Следует заметить, что в то время большие начальники и в Ленсовете, разумеется, были коммунистами и опять же были или слыли атеистами. И атеизм в СССР царил над религией.
Забегали, зашуршали в головах начальников испуганные мысли:
«Да-а-а-а, неудачная фамилия! Как бы чего не вышло…»
В разгар колебаний Гранин снова поднялся с места: «А нельзя ли именем профессора Богородицкого назвать какую-нибудь лабораторию в институте, где он работал?»
Все облегченно вздохнули и проголосовали «за». Единогласно.
Он выхватывал из своей богатейшей памяти факт, подносил к свету, разглядывал. Размышлял, делал выводы. Когда надо, домысливал.
…В октябре 1964 года Хрущев возвращался на самолете из Пицунды в Москву, уже зная, что его собираются свергать со всех постов. Но мириться с отставкой не желал и попросил командиру лайнера изменить маршрут: лететь в Киев, где у него были свои надежные люди.
Но летчик отказался. Вспыльчивый Хрущев взъярился: «Ты что, не знаешь, кто я? Первый секретарь партии, председатель Совета министров! Если приказываю, ты обязан подчиниться».
Однако командир лайнера курс так и не изменил, хотя сомнения у него наверняка были. Хрущев – человек всесильный, мог стереть в порошок…
А вдруг дрогнул бы летчик, посадил бы самолет в Киеве, где Хрущев мог рассчитывать на поддержку? Стало быть, и события могли повернуться по-другому. Может, одолел бы Хрущев Брежнева и других заговорщики и снова воцарился бы в Кремле.
«Все-таки он бывает, момент недоумения, когда все оказывается во власти одного человека.
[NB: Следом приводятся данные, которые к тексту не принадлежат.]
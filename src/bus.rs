//! The CHIP-side register file, and the `BusRegisters` capability that
//! abstracts "read/write a 32-bit register at offset O" (`spec.md` §1(d)
//! leaves the physical bus itself explicitly out of scope).
//!
//! The offsets and interrupt bits below are a straight translation of
//! `spec.md` §3's register table and `examples/original_source/shared.h`'s
//! `CHIP_REG_*`/`CHIP_INT_*` macros. The two concrete implementations mirror
//! a familiar split for this kind of register file: a raw volatile pointer
//! for real hardware (the same shape as `XskRing::new` over an mmap), and an
//! atomics-backed in-process stand-in for testing
//! (`examples/original_source/shared.h`'s `SIMULATION_MODE` register array,
//! generalized to `core::sync::atomic`).
use core::ptr::NonNull;
use core::sync::atomic::{AtomicU32, Ordering};

/// CHIP's current TX consumption pointer. Written by CHIP, read by HOST.
pub const TX_TAIL_PTR: u32 = 0x00;
/// CHIP's current RX production pointer. Written by CHIP, read by HOST.
pub const RX_HEAD_PTR: u32 = 0x04;
/// HOST's current TX production pointer. Written by HOST, read by CHIP.
pub const HOST_TX_HEAD_PUB: u32 = 0x08;
/// HOST's current RX consumption pointer. Written by HOST, read by CHIP.
pub const HOST_RX_TAIL_PUB: u32 = 0x0C;
/// Bitmask of pending interrupt sources. Written by CHIP, read by HOST.
pub const INT_STATUS: u32 = 0x10;
/// Write-1-to-clear mask for `INT_STATUS`. Written by HOST, read by CHIP.
pub const INT_CLEAR: u32 = 0x14;
/// Bitmask: which `INT_STATUS` bits raise the IRQ line. Written by HOST,
/// read by CHIP.
pub const INT_ENABLE: u32 = 0x18;

/// Number of 32-bit registers in the block (the table in `spec.md` §3).
pub const REGISTER_COUNT: usize = 7;

/// Raised by CHIP when RX fill rises through `rx_high_watermark`.
pub const INT_RX_DATA_READY: u32 = 1 << 0;
/// Raised by CHIP when TX free space rises through `tx_low_watermark` after
/// consumption.
pub const INT_TX_SPACE_AVAIL: u32 = 1 << 1;
/// Raised by CHIP on an internal (opaque) error.
pub const INT_ERROR: u32 = 1 << 2;

/// All interrupt bits this crate knows about, for the default `INT_ENABLE`
/// mask written during HOST init.
pub const INT_ALL: u32 = INT_RX_DATA_READY | INT_TX_SPACE_AVAIL | INT_ERROR;

/// Read/write access to the 7-register block at a byte offset. The only
/// seam a real hardware backend needs to fill in; everything else in this
/// crate is written against this trait.
pub trait BusRegisters {
    /// Read the 32-bit register at `offset`.
    fn read(&self, offset: u32) -> u32;

    /// Write the 32-bit register at `offset`.
    fn write(&self, offset: u32, value: u32);

    /// OR `bit` into `INT_STATUS`. Only ever called from the CHIP side (the
    /// sole writer of `INT_STATUS`, per the register table); provided here
    /// so `ChipTxHandle`/`ChipRxHandle` don't need their own read-modify-write
    /// loop over the raw trait.
    fn raise_interrupt(&self, bit: u32) {
        let status = self.read(INT_STATUS);
        self.write(INT_STATUS, status | bit);
    }
}

/// In-process, atomics-backed register file. Used both as the "coherent
/// host, no real CHIP silicon" production backend and, re-exported as
/// [`crate::sim::SimBus`], as the register half of the test/demo harness.
///
/// A write to `INT_CLEAR` does not store into a literal seventh slot (no one
/// ever reads it back) — it performs the edge-triggered `INT_STATUS &= !mask`
/// that `spec.md` §4.7 describes as the CHIP hardware's own behavior on
/// receiving a clear write.
#[derive(Debug, Default)]
pub struct AtomicRegisters {
    slots: [AtomicU32; REGISTER_COUNT],
}

impl AtomicRegisters {
    /// A freshly zeroed register file.
    pub fn new() -> Self {
        AtomicRegisters { slots: core::array::from_fn(|_| AtomicU32::new(0)) }
    }

    fn slot(offset: u32) -> usize {
        let index = (offset / 4) as usize;
        debug_assert!(index < REGISTER_COUNT, "register offset out of range: {offset:#x}");
        index
    }
}

impl BusRegisters for AtomicRegisters {
    fn read(&self, offset: u32) -> u32 {
        self.slots[Self::slot(offset)].load(Ordering::Acquire)
    }

    fn write(&self, offset: u32, value: u32) {
        if offset == INT_CLEAR {
            self.slots[Self::slot(INT_STATUS)].fetch_and(!value, Ordering::AcqRel);
            return;
        }
        self.slots[Self::slot(offset)].store(value, Ordering::Release);
    }
}

/// Real-hardware backend: the register block as a raw volatile MMIO window.
///
/// Unlike [`AtomicRegisters`], this performs no `INT_CLEAR` masking itself —
/// on real silicon that edge-triggered behavior lives in the CHIP's own
/// hardware logic, invisible to the host's MMIO write. This type is a plain
/// passthrough.
#[derive(Debug, Clone, Copy)]
pub struct MmioRegisters {
    base: NonNull<u32>,
}

impl MmioRegisters {
    /// Wrap a live MMIO mapping of the register block.
    ///
    /// # Safety
    ///
    /// `base` must point to a valid mapping of [`REGISTER_COUNT`] 32-bit
    /// registers laid out per the offsets in this module, and must outlive
    /// this value and any copy of it.
    pub unsafe fn new(base: NonNull<u32>) -> Self {
        MmioRegisters { base }
    }
}

// Safety: access is volatile MMIO; the single-writer-per-register discipline
// is enforced by the caller, as for every other raw pointer in this crate.
unsafe impl Send for MmioRegisters {}
unsafe impl Sync for MmioRegisters {}

impl BusRegisters for MmioRegisters {
    fn read(&self, offset: u32) -> u32 {
        let index = (offset / 4) as usize;
        unsafe { core::ptr::read_volatile(self.base.as_ptr().add(index)) }
    }

    fn write(&self, offset: u32, value: u32) {
        let index = (offset / 4) as usize;
        unsafe { core::ptr::write_volatile(self.base.as_ptr().add(index), value) }
    }
}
Закономерности истории, причины и следствия, логика развития куда-то отступают. Роль личности вдруг становится решающей. И какой личности, совсем не исторической, никому не известной, случайной».
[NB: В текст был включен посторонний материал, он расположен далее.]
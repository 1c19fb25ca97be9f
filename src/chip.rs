//! CHIP-side driver: `spec.md` §4.5–§4.8.
//!
//! Mirrors `src/host.rs`'s shape exactly, with producer and consumer roles
//! swapped: CHIP produces onto the RX ring and consumes from the TX ring.
//! Each producing/consuming call samples the fill or free level both before
//! and after its own effect and raises its interrupt only when that single
//! call crosses the watermark (`spec.md` §9's resolution of the
//! watermark-edge ambiguity), rather than every time the level happens to
//! sit past the threshold.
use alloc::sync::Arc;
use alloc::vec::Vec;

use crate::barrier::{self, CacheOps};
use crate::bus::{self, BusRegisters};
use crate::error::Error;
use crate::frame;
use crate::ring::{self, RingRegion};
use crate::LinkConfig;

type Bus = dyn BusRegisters + Send + Sync;
type Cache = dyn CacheOps + Send + Sync;

/// Entry point for bringing up the CHIP side of a link.
pub struct ChipLink;

impl ChipLink {
    /// Initialize the CHIP side and split it into its handles.
    ///
    /// `tx_region`/`rx_region` must be the same backing memory given to the
    /// HOST side's [`crate::host::HostLink::init`].
    pub fn init(
        bus: Arc<Bus>,
        cache: Arc<Cache>,
        tx_region: RingRegion,
        rx_region: RingRegion,
        config: &LinkConfig,
    ) -> (ChipTxHandle, ChipRxHandle) {
        bus.write(bus::TX_TAIL_PTR, 0);
        bus.write(bus::RX_HEAD_PTR, 0);
        barrier::fence_sync();
        log::debug!("chip: link initialized, tx={} rx={}", config.tx_buffer_size, config.rx_buffer_size);

        let tx = ChipTxHandle {
            bus: bus.clone(),
            cache: cache.clone(),
            region: tx_region,
            local_tail: 0,
            capacity: config.tx_buffer_size,
            low_watermark: config.tx_low_watermark,
            scratch: Vec::new(),
        };
        let rx = ChipRxHandle {
            bus,
            cache,
            region: rx_region,
            local_head: 0,
            capacity: config.rx_buffer_size,
            high_watermark: config.rx_high_watermark,
        };

        (tx, rx)
    }
}

/// CHIP's TX consumer handle: drains frames HOST enqueued.
pub struct ChipTxHandle {
    bus: Arc<Bus>,
    cache: Arc<Cache>,
    region: RingRegion,
    local_tail: u32,
    capacity: u32,
    low_watermark: u32,
    scratch: Vec<u8>,
}

impl ChipTxHandle {
    /// Consume every complete frame currently available on the TX ring
    /// (`spec.md` §4.5), delivering each payload to `sink` in FIFO order.
    /// Raises `TX_SPACE_AVAIL` once, after publishing, if free space (judged
    /// against the most recent HOST head sample) rose through
    /// [`LinkConfig::tx_low_watermark`] over the course of this call.
    ///
    /// Returns the number of frames consumed. A malformed advertised length
    /// is treated as a fatal protocol violation: publishes progress for the
    /// valid prefix, raises `INT_ERROR`, and returns
    /// [`Error::MalformedFrame`].
    pub fn consume(&mut self, mut sink: impl FnMut(&[u8])) -> Result<usize, Error> {
        let mut host_tx_head = self.bus.read(bus::HOST_TX_HEAD_PUB);
        barrier::fence_acquire();

        let initial_tail = self.local_tail;
        let mut tail = initial_tail;
        let mut consumed = 0usize;
        let mut malformed = None;
        let mut header = [0u8; 2];
        let max_payload = frame::max_payload(self.capacity);

        loop {
            if tail == host_tx_head {
                break;
            }
            let available = ring::used(host_tx_head, tail, self.capacity);
            if available < frame::LENGTH_FIELD_SIZE {
                break;
            }

            unsafe {
                self.region.read_wrapping(tail, &mut header);
            }
            let len = u16::from_le_bytes(header);
            if u32::from(len) > max_payload {
                log::error!("chip: malformed tx frame, advertised length {len}");
                malformed = Some(len);
                break;
            }

            let total = u32::from(len) + frame::LENGTH_FIELD_SIZE;
            if available < total {
                break;
            }

            let payload_offset = ring::wrap_add(tail, frame::LENGTH_FIELD_SIZE, self.capacity);
            self.scratch.clear();
            self.scratch.resize(len as usize, 0);
            unsafe {
                self.region.read_wrapping(payload_offset, &mut self.scratch);
            }
            sink(&self.scratch);

            tail = ring::wrap_add(tail, total, self.capacity);
            consumed += 1;
            host_tx_head = self.bus.read(bus::HOST_TX_HEAD_PUB);
        }

        self.bus.write(bus::TX_TAIL_PTR, tail);
        barrier::fence_sync();
        self.local_tail = tail;

        let free_before = ring::free(host_tx_head, initial_tail, self.capacity);
        let free_after = ring::free(host_tx_head, tail, self.capacity);
        if free_after >= self.low_watermark && free_before < self.low_watermark {
            self.bus.raise_interrupt(bus::INT_TX_SPACE_AVAIL);
        }

        match malformed {
            Some(len) => {
                self.bus.raise_interrupt(bus::INT_ERROR);
                Err(Error::MalformedFrame(len))
            }
            None => {
                log::trace!("chip: tx consumed {consumed} frames, tail now {tail}");
                Ok(consumed)
            }
        }
    }
}

/// CHIP's RX producer handle: enqueues frames for HOST to consume.
pub struct ChipRxHandle {
    bus: Arc<Bus>,
    cache: Arc<Cache>,
    region: RingRegion,
    local_head: u32,
    capacity: u32,
    high_watermark: u32,
}

impl ChipRxHandle {
    /// Enqueue `payload` as one frame on the RX ring (`spec.md` §4.6).
    /// Raises `RX_DATA_READY` once, after publishing, if fill (judged
    /// against the HOST tail sampled at the start of this call) rose
    /// through [`LinkConfig::rx_high_watermark`] as a result of this call.
    pub fn produce(&mut self, payload: &[u8]) -> Result<(), Error> {
        let len = payload.len();
        if len as u64 > u64::from(frame::max_payload(self.capacity)) {
            return Err(Error::TooLarge);
        }
        let total = len as u32 + frame::LENGTH_FIELD_SIZE;

        let host_rx_tail = self.bus.read(bus::HOST_RX_TAIL_PUB);
        let free = ring::free(self.local_head, host_rx_tail, self.capacity);
        if free < total {
            log::trace!("chip: rx no space, free={free} needed={total}");
            return Err(Error::NoSpace);
        }

        let header_offset = self.local_head;
        unsafe {
            self.region.write_wrapping(header_offset, &(len as u16).to_le_bytes());
        }
        let payload_offset = ring::wrap_add(header_offset, frame::LENGTH_FIELD_SIZE, self.capacity);
        unsafe {
            self.region.write_wrapping(payload_offset, payload);
        }

        barrier::fence_release();
        self.cache.clean(ring::wrap_segments(header_offset, total, self.capacity));

        let new_head = ring::wrap_add(header_offset, total, self.capacity);
        self.bus.write(bus::RX_HEAD_PTR, new_head);
        barrier::fence_sync();
        self.local_head = new_head;

        let used_before = ring::used(header_offset, host_rx_tail, self.capacity);
        let used_after = ring::used(new_head, host_rx_tail, self.capacity);
        if used_after >= self.high_watermark && used_before < self.high_watermark {
            self.bus.raise_interrupt(bus::INT_RX_DATA_READY);
        }

        log::trace!("chip: rx produced {len} bytes, head now {new_head}");
        Ok(())
    }
}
…Гранин говорил, что много раз собирался написать о себе. О школе, Ленинграде, войне, институте, работе в научной лаборатории – он по специальности энергетик. В общем, материал был. Но…
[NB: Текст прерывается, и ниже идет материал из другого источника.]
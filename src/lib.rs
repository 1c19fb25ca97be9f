#![no_std]
//! Host/chip shared-memory packet transport.
//!
//! Two independent execution domains — a host CPU ("HOST") and a peripheral
//! compute element ("CHIP") — exchange packets over two single-producer/
//! single-consumer ring buffers in shared RAM, coordinated by a small
//! register file and an interrupt mailbox on the CHIP side. This crate
//! implements both sides of that protocol plus an in-process fake bus/RAM
//! (see [`sim`]) for driving the two against each other without real
//! hardware.
//!
//! The ring-buffer framing, index-publication ordering, and barrier/cache
//! contract are the only things this crate is concerned with. What a
//! delivered RX payload *means*, where a TX payload comes from, and how the
//! CHIP's internal compute behaves are all left to the caller.
extern crate alloc;

pub mod barrier;
pub mod bus;
pub mod chip;
pub mod config;
pub mod error;
pub mod frame;
pub mod host;
pub mod ring;

#[cfg(any(test, feature = "sim"))]
pub mod sim;

#[cfg(test)]
mod scenarios;

pub use bus::BusRegisters;
pub use chip::{ChipLink, ChipRxHandle, ChipTxHandle};
pub use config::LinkConfig;
pub use error::Error;
pub use host::{HostIrq, HostLink, HostRxHandle, HostTxHandle};
pub use ring::RingRegion;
«Несколько раз я брался за этого персонажа и каждый раз ловил себя на том, что начинаю сочинять. Пишу не о том, что со мной было, а о ком-то другом, у которого куда более необычные приключения. Появлялся сюжет с закрученной интригой. Вместо моих друзей возникали необычные судьбы, злодеи, враги, герои. Писатель – это сочинитель, фантазер, выдумщик. В результате я опять покидал себя, собственная жизнь оставалась в стороне. Самому себе она оставалась неизвестной…»
Нет, кое-что он о себе все же рассказал. Но больше о времени, в котором жил. Со всеми красочными и живыми подробностями.
…В Вербное воскресенье на площади перед церковью устраивалась ярмарка. Ехали по улице грузовики АМО, ломовые извозчики – под телегой ведро, позади номер. Ползли, звеня, трамваи с «колбасой» – резиновым шлангом на задней стенке. За ту «колбасу» цеплялись мальчишки и мчались, крича от страха и восторга.
Шагали, стояли, кричали лоточники, газетчики, торговки с корзинами, точильщики со своим точилом, стекольщики с ящиками зеленоватого стекла, пильщики дров с пилами и топорами, маляры с кистями и ведрами, полотеры со щетками…
Люди ходили в галошах, в валенках и в ботах. В керосиновые лавки ходили с бидонами. Керосином наполняли керосинки – на них варили обед, грели чай. В обиходе были примусы: их накачивали, они гудели синим пламенем. На кухнях стояли плиты, их топили дровами – на них варили, жарили, пекли…
Как же упоительно глядеть через «окошко» гранинской памяти на тот старый, давно ушедший мир! Даже запахи чуялись: кожи, дегтя, лошадиного пота, свежеиспеченного хлеба, щей…
Гранин прожил долгую и, в общем, удачную жизнь. Но все время кого-то жалел, но не себя – других. Объяснял: «Слезы сострадания – это и есть культура, высшая культура чувств».
Власти Гранин не то, что сторонился, но и в объятия к ней не лез. Зато его привечали: беспрестанно звали на всякие церемонии, баловали наградами – особенно, когда он был уже в преклонных годах и стал не просто писателем и мыслителем, а живой петербургской реликвией.
Однако Даниил Александрович был стреляным воробьем – понимал, что к чему. И слава, большая слава, не застила ему глаза. «Всюду врут – по радио, в печати, лишь в черепах укрыта измученная страхом и немотой правда».
Так было. Увы, так есть.
В материале использованы цитаты из книги Даниила Гранина «Заговор», изданной в 2012 году.